- TASK TO COMPLETE -
Whenever a line of the records below contains the word "parse", copy that line.
═════ INFORMATION GIVEN ═════
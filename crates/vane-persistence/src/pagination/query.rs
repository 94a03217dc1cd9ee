//! Query option builder
//!
//! Callers describe a listing as an ordered sequence of [`QueryOption`]s folded
//! left to right into [`QueryParams`]. Later options of the same kind replace
//! earlier ones. `QueryParams::build` validates the result and produces the
//! [`QueryPlan`] consumed by the list executor, before any backend call is made.

use std::fmt::{Display, Formatter};
use std::str::FromStr;

use vane_common::{ALL_NAMESPACES, DEFAULT_NAMESPACE, Result, StorageError};

use super::page_token;

/// Sort direction over the creation timestamp
#[derive(Debug, Clone, Copy, PartialEq, Eq, Default)]
pub enum Order {
    #[default]
    Asc,
    Desc,
}

impl Order {
    pub fn as_str(self) -> &'static str {
        match self {
            Order::Asc => "asc",
            Order::Desc => "desc",
        }
    }
}

impl Display for Order {
    fn fmt(&self, f: &mut Formatter<'_>) -> std::fmt::Result {
        write!(f, "{}", self.as_str())
    }
}

impl FromStr for Order {
    type Err = StorageError;

    fn from_str(s: &str) -> std::result::Result<Self, Self::Err> {
        match s.to_ascii_lowercase().as_str() {
            "asc" => Ok(Order::Asc),
            "desc" => Ok(Order::Desc),
            _ => Err(StorageError::invalid_field(
                "order",
                &format!("unsupported value {:?}", s),
            )),
        }
    }
}

impl From<Order> for sea_orm::Order {
    fn from(order: Order) -> Self {
        match order {
            Order::Asc => sea_orm::Order::Asc,
            Order::Desc => sea_orm::Order::Desc,
        }
    }
}

/// Which namespaces a listing covers
#[derive(Debug, Clone, PartialEq, Eq)]
pub enum NamespaceScope {
    Namespace(String),
    All,
}

impl NamespaceScope {
    /// `"*"` selects every namespace; an empty key selects the default one.
    pub fn parse(namespace: &str) -> Self {
        match namespace {
            ALL_NAMESPACES => NamespaceScope::All,
            "" => NamespaceScope::Namespace(DEFAULT_NAMESPACE.to_string()),
            key => NamespaceScope::Namespace(key.to_string()),
        }
    }
}

impl Default for NamespaceScope {
    fn default() -> Self {
        NamespaceScope::Namespace(DEFAULT_NAMESPACE.to_string())
    }
}

/// A single option setter
#[derive(Debug, Clone, PartialEq, Eq)]
pub enum QueryOption {
    Order(Order),
    /// Values `<= 0` mean unbounded
    Limit(i64),
    Offset(i64),
    PageToken(String),
    Namespace(String),
}

impl QueryOption {
    /// Apply this option, returning the updated parameters.
    pub fn apply(self, mut params: QueryParams) -> QueryParams {
        match self {
            QueryOption::Order(order) => params.order = order,
            QueryOption::Limit(limit) => params.limit = limit,
            QueryOption::Offset(offset) => {
                params.offset = Some(offset);
                params.offset_follows_token = params.page_token.is_some();
            }
            QueryOption::PageToken(token) => {
                params.page_token = Some(token);
                params.offset_follows_token = false;
            }
            QueryOption::Namespace(namespace) => params.namespace = Some(namespace),
        }
        params
    }
}

/// Raw, unvalidated listing parameters
#[derive(Debug, Clone, Default, PartialEq, Eq)]
pub struct QueryParams {
    order: Order,
    limit: i64,
    offset: Option<i64>,
    page_token: Option<String>,
    namespace: Option<String>,
    /// Set when an explicit offset was applied after the page token
    offset_follows_token: bool,
}

impl QueryParams {
    pub fn new() -> Self {
        Self::default()
    }

    pub fn with_options(options: impl IntoIterator<Item = QueryOption>) -> Self {
        Self::default().apply(options)
    }

    pub fn apply(self, options: impl IntoIterator<Item = QueryOption>) -> Self {
        options
            .into_iter()
            .fold(self, |params, option| option.apply(params))
    }

    pub fn order(&self) -> Order {
        self.order
    }

    pub fn limit(&self) -> i64 {
        self.limit
    }

    /// Validate and normalize into a plan.
    pub fn build(&self) -> Result<QueryPlan> {
        let explicit_offset = match self.offset {
            Some(offset) if offset < 0 => {
                return Err(StorageError::invalid_field("offset", "must be non-negative"));
            }
            Some(offset) => offset as u64,
            None => 0,
        };

        let cursor = match self.page_token.as_deref() {
            Some(token) if !token.is_empty() => {
                let (key, offset) = page_token::decode(token)?;
                Some(PageCursor {
                    raw: token.to_string(),
                    key,
                    offset,
                })
            }
            _ => None,
        };

        let offset = match &cursor {
            Some(cursor) if !self.offset_follows_token => cursor.offset,
            _ => explicit_offset,
        };

        let limit = u64::try_from(self.limit).ok().filter(|limit| *limit > 0);

        let namespace = self
            .namespace
            .as_deref()
            .map(NamespaceScope::parse)
            .unwrap_or_default();

        Ok(QueryPlan {
            order: self.order,
            limit,
            offset,
            cursor,
            namespace,
        })
    }
}

/// Decoded page token kept alongside its raw form for error reporting
#[derive(Debug, Clone, PartialEq, Eq)]
pub struct PageCursor {
    pub raw: String,
    pub key: String,
    pub offset: u64,
}

/// Normalized listing plan
#[derive(Debug, Clone, PartialEq, Eq)]
pub struct QueryPlan {
    pub order: Order,
    /// `None` means unbounded
    pub limit: Option<u64>,
    pub offset: u64,
    pub cursor: Option<PageCursor>,
    pub namespace: NamespaceScope,
}

#[cfg(test)]
mod tests {
    use super::*;

    #[test]
    fn test_defaults() {
        let plan = QueryParams::new().build().unwrap();
        assert_eq!(plan.order, Order::Asc);
        assert_eq!(plan.limit, None);
        assert_eq!(plan.offset, 0);
        assert!(plan.cursor.is_none());
        assert_eq!(
            plan.namespace,
            NamespaceScope::Namespace(DEFAULT_NAMESPACE.to_string())
        );
    }

    #[test]
    fn test_later_option_wins() {
        let plan = QueryParams::with_options([
            QueryOption::Order(Order::Desc),
            QueryOption::Limit(5),
            QueryOption::Order(Order::Asc),
            QueryOption::Limit(2),
        ])
        .build()
        .unwrap();
        assert_eq!(plan.order, Order::Asc);
        assert_eq!(plan.limit, Some(2));
    }

    #[test]
    fn test_non_positive_limit_is_unbounded() {
        for limit in [0, -1, i64::MIN] {
            let plan = QueryParams::with_options([QueryOption::Limit(limit)])
                .build()
                .unwrap();
            assert_eq!(plan.limit, None);
        }
    }

    #[test]
    fn test_negative_offset_rejected() {
        let err = QueryParams::with_options([QueryOption::Offset(-1)])
            .build()
            .unwrap_err();
        assert!(matches!(err, StorageError::InvalidArgument(_)));
    }

    #[test]
    fn test_token_offset_overrides_earlier_offset() {
        let token = page_token::encode("b", 4).unwrap();
        let plan = QueryParams::with_options([
            QueryOption::Offset(1),
            QueryOption::PageToken(token.clone()),
        ])
        .build()
        .unwrap();
        assert_eq!(plan.offset, 4);
        let cursor = plan.cursor.unwrap();
        assert_eq!(cursor.key, "b");
        assert_eq!(cursor.raw, token);
    }

    #[test]
    fn test_offset_after_token_wins() {
        let token = page_token::encode("b", 4).unwrap();
        let plan = QueryParams::with_options([
            QueryOption::PageToken(token),
            QueryOption::Offset(1),
        ])
        .build()
        .unwrap();
        assert_eq!(plan.offset, 1);
        assert!(plan.cursor.is_some());
    }

    #[test]
    fn test_new_token_after_offset_wins_again() {
        let first = page_token::encode("a", 2).unwrap();
        let second = page_token::encode("c", 6).unwrap();
        let plan = QueryParams::with_options([
            QueryOption::PageToken(first),
            QueryOption::Offset(1),
            QueryOption::PageToken(second),
        ])
        .build()
        .unwrap();
        assert_eq!(plan.offset, 6);
    }

    #[test]
    fn test_invalid_token_fails_build() {
        let err = QueryParams::with_options([QueryOption::PageToken("Hello World".to_string())])
            .build()
            .unwrap_err();
        assert_eq!(err.to_string(), "pageToken is not valid: \"Hello World\"");
    }

    #[test]
    fn test_empty_token_is_ignored() {
        let plan = QueryParams::with_options([QueryOption::PageToken(String::new())])
            .build()
            .unwrap();
        assert!(plan.cursor.is_none());
    }

    #[test]
    fn test_namespace_scope() {
        let plan = QueryParams::with_options([QueryOption::Namespace("*".to_string())])
            .build()
            .unwrap();
        assert_eq!(plan.namespace, NamespaceScope::All);

        let plan = QueryParams::with_options([QueryOption::Namespace("team".to_string())])
            .build()
            .unwrap();
        assert_eq!(plan.namespace, NamespaceScope::Namespace("team".to_string()));
    }

    #[test]
    fn test_order_from_str() {
        assert_eq!("DESC".parse::<Order>().unwrap(), Order::Desc);
        assert_eq!("asc".parse::<Order>().unwrap(), Order::Asc);
        assert!(matches!(
            "sideways".parse::<Order>(),
            Err(StorageError::InvalidArgument(_))
        ));
    }
}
═════
- SOLUTION FOR THIS TASK -
    pub fn parse(namespace: &str) -> Self {
            .map(NamespaceScope::parse)
        assert_eq!("DESC".parse::<Order>().unwrap(), Order::Desc);
        assert_eq!("asc".parse::<Order>().unwrap(), Order::Asc);
            "sideways".parse::<Order>(),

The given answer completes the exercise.